A maioria dos aproximadamente cem membros da bancada progressista do Congresso deixa de ser confiável quando a pressão corporativa aperta, com ajuda da presidente da Câmara, Nancy Pelosi. O que tem sido espantoso, e por vezes perturbador, para o status quo democrata, é que Tlaib — assim como seus colegas Alexandria Ocasio-Cortez, Ilhan Omar, Ro Khanna e alguns outros — repetidamente deixam claro que são parte de movimentos progressistas. E esses movimentos falam sério quando se trata de uma mudança social profunda, mesmo que isso acarrete uma polarização com os líderes do Partido Democrata.

Quem quer que tenha um pingo de valores humanitários, deve estar consciente que isso se trata de anátema para os legisladores republicanos. Mas essa realidade não pode nos tornar cegos para a necessidade de enfrentar — e, quando possível, destituir — os democratas eleitos que estiverem mais interessados em manter um status quo a favor dos interesses econômicos do que em lutar pela justiça social.

Enquanto atendem a seus impulsos de culpar a esquerda pelos fracassos centristas, os democratas ligados ao empresariado e seus auxiliares vagamente “progressistas” — dentro e fora do Congresso —, estão se esforçando para minimizar a importância de fissuras fundamentais. A ausência de um sistema de saúde eficaz, a tímida resposta do governo à emergência climática, a realidade crescente e mortal da desigualdade de renda, o racismo sistêmico, o militarismo desenfreado e tantas outras catástrofes em curso são o efeito de estruturas sociais que manietam a democracia e servem à oligarquia. Os que condenam a luta por um programa progressista estão dizendo que, essencialmente, não querem mudar muita coisa.

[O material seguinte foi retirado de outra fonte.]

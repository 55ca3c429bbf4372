//! The headless simulation driver.

use std::cell::RefCell;
use std::rc::Rc;

use rand::SeedableRng;
use rand_pcg::Pcg64;
use serde::Serialize;
use stria_ecs::prelude::*;
use tracing::info;

use crate::components::{Enemy, Map, Position};
use crate::config::{ConfigError, SimConfig};
use crate::systems::{self, EnemySpec, SharedRoster, Stats};

/// End-of-run report, printed as JSON by the binary.
#[derive(Debug, Clone, PartialEq, Serialize)]
pub struct Summary {
    pub ticks: u64,
    pub sim_time: f64,
    pub stats: Stats,
    pub alive: usize,
    /// Live `Enemy` components. Always equal to `alive`.
    pub enemies: usize,
    /// Largest x reached by a live enemy.
    pub furthest_x: f32,
    pub failed_commands: u64,
}

/// A world populated with enemies and the systems that drive them.
pub struct Simulation {
    tick_loop: TickLoop,
    roster: SharedRoster,
    /// The level itself; lives as long as the simulation.
    map: Entity,
    config: SimConfig,
    failed_commands: u64,
}

impl Simulation {
    /// Build the world, spawn the initial enemies and install the systems.
    pub fn new(config: SimConfig) -> Result<Self, ConfigError> {
        config.validate()?;

        let world = World::new();
        let map = world.create();
        world.insert_component(map.id(), Map);
        world.insert_component(map.id(), Position::default());

        let mut rng = Pcg64::seed_from_u64(config.seed);
        let roster: SharedRoster = Rc::new(RefCell::new(Default::default()));
        for _ in 0..config.initial_enemies {
            let spec = EnemySpec::roll(&mut rng, &config);
            roster.borrow_mut().adopt(systems::spawn_enemy(&world, spec));
        }

        let mut tick_loop = TickLoop::new(
            world,
            TickConfig {
                fixed_dt: config.fixed_dt,
            },
        );
        systems::install(&mut tick_loop, &config, rng, Rc::clone(&roster));
        info!(
            seed = config.seed,
            enemies = config.initial_enemies,
            systems = ?tick_loop.system_names(),
            "simulation ready"
        );

        Ok(Self {
            tick_loop,
            roster,
            map,
            config,
            failed_commands: 0,
        })
    }

    /// Advance one tick.
    pub fn step(&mut self) {
        self.tick_loop.tick();
        self.failed_commands += self.tick_loop.last_diagnostics().report.failed_count as u64;
    }

    /// Run the configured number of ticks and report.
    pub fn run(&mut self) -> Summary {
        for _ in 0..self.config.ticks {
            self.step();
        }
        let summary = self.summary();
        info!(
            ticks = summary.ticks,
            alive = summary.alive,
            spawned = summary.stats.spawned,
            "simulation finished"
        );
        summary
    }

    pub fn summary(&self) -> Summary {
        let world = self.tick_loop.world();
        let mut furthest_x = 0.0f32;
        world
            .query::<(Position, Enemy)>()
            .for_each(|_, (position, _)| furthest_x = furthest_x.max(position.x));

        let roster = self.roster.borrow();
        Summary {
            ticks: self.tick_loop.tick_count(),
            sim_time: self.tick_loop.sim_time(),
            stats: roster.stats(),
            alive: roster.len(),
            enemies: world.component_count::<Enemy>(),
            furthest_x,
            failed_commands: self.failed_commands,
        }
    }

    pub fn world(&self) -> &World {
        self.tick_loop.world()
    }

    pub fn map(&self) -> EntityId {
        self.map.id()
    }

    /// Ids of the live enemies, ascending.
    pub fn enemies(&self) -> Vec<EntityId> {
        self.roster.borrow().ids()
    }
}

Nas futuras batalhas eleitorais, por cargos estaduais e federais com postulantes partidários, o caminho da esquerda — com o duplo imperativo de lutar contra a direita e de lutar por uma agenda socialista democrática abrangente — passa pelo interior do Partido Democrata. Os republicanos adorariam ver a esquerda sair dele ou tentar reproduzir a espiral descendente do Partido Verde americano; nisso, não diferem dos líderes democratas ligados aos interesses corporativos, que gostariam de ver os progressistas perderem força no partido.

A esquerda precisa persistir na organização dentro e fora do campo de disputa eleitoral, esforçando-se para tornar verdade uma afirmação corajosa: “quando lutamos, vencemos”.